Record yourself talking in a typical Lagos room with tiled floor, glass windows, and maybe a ceiling fan for company, and play it back. You will hear that hollow, slightly distant quality, like you’re speaking from inside a pot. That’s your room talking over you.
Here’s the thing most new podcasters learn too late: the room is part of your equipment.
A ₦500,000 microphone in an echoey room sounds worse than a ₦80,000 microphone in a treated one. And no plugin fully removes echo after the fact – once it’s baked into the recording, it’s there forever. We’ve heard this story from too many creators who came to us after the fact.
The good news: you don’t need to build a studio. You need to understand one idea and apply a handful of cheap fixes.

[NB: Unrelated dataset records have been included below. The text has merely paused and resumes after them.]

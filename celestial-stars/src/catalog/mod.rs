//! Binary star catalog files: header, zone index, packed records.

pub mod bits;
pub mod header;
pub mod index;
pub mod reader;
pub mod record;
pub mod writer;

pub use header::{CatalogHeader, Endianness, MagnitudeTable, RecordVariant, CATALOG_MAGIC, HEADER_SIZE};
pub use index::ZoneIndex;
pub use reader::CatalogReader;
pub use record::{decode_records, encode_record, ZoneBasis};
pub use writer::{CatalogWriter, StarEntry};
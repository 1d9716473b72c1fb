//! JSON description of a multi-level catalog.
//!
//! ```json
//! {
//!   "layers": [
//!     { "path": "stars_0.cat", "retention": "retain" },
//!     { "path": "stars_1.cat", "trig_mag": 8.0 },
//!     { "path": "/data/gaia_5.cat", "trig_mag": 11.5 }
//!   ]
//! }
//! ```
//!
//! Layers are listed brightest first. Relative paths resolve against the
//! directory of the configuration file.

use crate::component::RetentionPolicy;
use crate::error::{CatalogError, Result};
use serde::{Deserialize, Serialize};
use std::fs;
use std::path::{Path, PathBuf};

#[derive(Debug, Clone, PartialEq, Serialize, Deserialize)]
#[serde(deny_unknown_fields)]
pub struct LayerConfig {
    pub path: PathBuf,
    #[serde(default)]
    pub retention: RetentionPolicy,
    /// Defaults to the brightest magnitude of the layer's table.
    #[serde(default, skip_serializing_if = "Option::is_none")]
    pub trig_mag: Option<f32>,
}

impl LayerConfig {
    pub fn new(path: impl Into<PathBuf>, retention: RetentionPolicy) -> Self {
        Self {
            path: path.into(),
            retention,
            trig_mag: None,
        }
    }
}

#[derive(Debug, Clone, Default, PartialEq, Serialize, Deserialize)]
#[serde(deny_unknown_fields)]
pub struct CatalogConfig {
    pub layers: Vec<LayerConfig>,
}

impl CatalogConfig {
    pub fn from_json(json: &str) -> Result<Self> {
        serde_json::from_str(json).map_err(|e| CatalogError::config(e.to_string()))
    }

    /// Reads a configuration file and resolves its relative layer paths.
    pub fn load(path: impl AsRef<Path>) -> Result<Self> {
        let path = path.as_ref();
        let json = fs::read_to_string(path).map_err(|e| CatalogError::open(path, e))?;
        let mut config: Self = serde_json::from_str(&json)
            .map_err(|e| CatalogError::config(format!("{}: {}", path.display(), e)))?;
        if let Some(dir) = path.parent() {
            config.resolve_paths(dir);
        }
        Ok(config)
    }

    /// Makes relative layer paths relative to `base`.
    pub fn resolve_paths(&mut self, base: &Path) {
        for layer in &mut self.layers {
            if layer.path.is_relative() {
                layer.path = base.join(&layer.path);
            }
        }
    }

    pub fn to_json(&self) -> Result<String> {
        serde_json::to_string_pretty(self).map_err(|e| CatalogError::config(e.to_string()))
    }
}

The one idea: hard surfaces bounce, soft surfaces absorb
Sound leaves your mouth, hits surfaces, and bounces back into the microphone a few milliseconds late. Hard, flat surfaces (tile, glass, concrete – i.e., Lagos architecture) bounce nearly everything. Soft, irregular surfaces (fabric, foam, bodies, books) absorb and scatter it.
Every hack below is just this idea wearing different clothes: put soft stuff between your voice and the hard surfaces.
The free fixes (do these first)
Choose the right room. The bedroom with curtains, a rug, and a wardrobe full of clothes beats the empty spare room every time. Furniture is treatment.
Get close to the mic. This is the most powerful free fix in audio. At a hand-span from your mouth, your direct voice is loud relative to the room’s reflections; at arm’s length, the room competes. Close mic technique alone can make an untreated room usable – it’s also why broadcast dynamic mics dominate podcasting, as we covered in the equipment checklist.
Don’t face a window or bare wall. Your voice bounces straight back into the mic. Face into the room, or toward the curtains.
Fill the room with people and things. A recording with three guests, chairs, and a table sounds noticeably drier than the same room empty. Bodies absorb sound. Use it.
The cheap fixes (a weekend and small money)
Curtains – heavy ones, and more than the window needs. Thick curtains are the best naira-per-absorption deal in Lagos. Run them wider than the window; cover a problem wall entirely if you can. Velvet-weight beats lace by a mile.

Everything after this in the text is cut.